Foto: AXEL SCHMIDT / REUTERS

Es ist noch dunkel, als die ersten Flaschen fliegen. Ein Block aus mehreren Dutzend schwarz Vermummten steht dicht gedrängt vor einer Kette behelmter Polizisten. "Bullenschweine raus aus der Liebig!", skandiert die Menge. Das Glas zerplatzt neben Beamten hinter der Absperrung.

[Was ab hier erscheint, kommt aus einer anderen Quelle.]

//! Module-wide interning of string constants.

use std::collections::HashMap;

use boxel_core::lir::{Linkage, LirConstant, LirGlobal, LirValue, Ty};
use tracing::trace;

use crate::symbols::SymbolNames;

/// Base name of interned string globals; later ones are `.str.1`, `.str.2`, ...
const STRING_GLOBAL: &str = ".str";

/// Maps literal text to a single private byte-string global per session.
#[derive(Debug, Default)]
pub struct StringTable {
    names: HashMap<String, String>,
    globals: Vec<LirGlobal>,
}

impl StringTable {
    pub fn new() -> Self {
        Self::default()
    }

    /// Pointer to the interned bytes of `text`, creating the global on first
    /// use under a name not yet taken in `symbols`.
    pub fn intern(&mut self, text: &str, symbols: &mut SymbolNames) -> LirValue {
        if let Some(name) = self.names.get(text) {
            return Self::pointer(name);
        }

        let name = symbols.claim(STRING_GLOBAL);
        let initializer = LirConstant::String(text.to_string());
        trace!(global = %name, bytes = text.len(), "interning string");
        self.globals.push(LirGlobal {
            name: name.clone(),
            ty: initializer.ty(),
            initializer: Some(initializer),
            linkage: Linkage::Private,
            is_constant: true,
        });
        let value = Self::pointer(&name);
        self.names.insert(text.to_string(), name);
        value
    }

    pub fn len(&self) -> usize {
        self.globals.len()
    }

    pub fn is_empty(&self) -> bool {
        self.globals.is_empty()
    }

    pub fn into_globals(self) -> Vec<LirGlobal> {
        self.globals
    }

    fn pointer(name: &str) -> LirValue {
        LirValue::Global(name.to_string(), Ty::I8.ptr_to())
    }
}

#[cfg(test)]
mod tests {
    use super::*;
    use pretty_assertions::assert_eq;

    #[test]
    fn identical_text_shares_one_global() {
        let mut table = StringTable::new();
        let mut symbols = SymbolNames::default();
        let first = table.intern("hello", &mut symbols);
        let other = table.intern("world", &mut symbols);
        let again = table.intern("hello", &mut symbols);

        assert_eq!(first, again);
        assert_ne!(first, other);
        assert_eq!(table.len(), 2);

        let globals = table.into_globals();
        assert_eq!(globals[0].name, ".str");
        assert_eq!(globals[1].name, ".str.1");
        assert_eq!(globals[0].ty, Ty::Array(Box::new(Ty::I8), 6));
        assert!(globals.iter().all(|g| g.is_constant && g.linkage == Linkage::Private));
    }

    #[test]
    fn sizes_count_utf8_bytes() {
        let mut table = StringTable::new();
        let mut symbols = SymbolNames::default();
        table.intern("héllo", &mut symbols);
        table.intern("", &mut symbols);
        let globals = table.into_globals();
        assert_eq!(globals[0].ty, Ty::Array(Box::new(Ty::I8), 7));
        assert_eq!(globals[1].ty, Ty::Array(Box::new(Ty::I8), 1));
    }

    #[test]
    fn names_already_defined_are_skipped() {
        let mut table = StringTable::new();
        let mut symbols: SymbolNames = [".str", ".str.2"].into_iter().collect();
        table.intern("a", &mut symbols);
        table.intern("b", &mut symbols);
        let names: Vec<_> = table.into_globals().into_iter().map(|g| g.name).collect();
        assert_eq!(names, vec![".str.1", ".str.3"]);
    }
}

Berlin-Friedrichshain, Rigaer Straße, am frühen Freitagmorgen. An einer Straßenkreuzung soll hier ein von Autonomen besetztes Haus geräumt werden. Die Liebigstraße 34, kurz "L34", bezeichnet sich selbst als "anarcha-queer-feministisches" Wohnprojekt. Das vierstöckige Eckhaus wird von Frauen bewohnt und ist bundesweit eines der wichtigsten Symbole der linksradikalen Szene. "Smash Patriarchy! Fight Gentrification!" ist auf einem am Gebäude angebrachten Banner zu lesen.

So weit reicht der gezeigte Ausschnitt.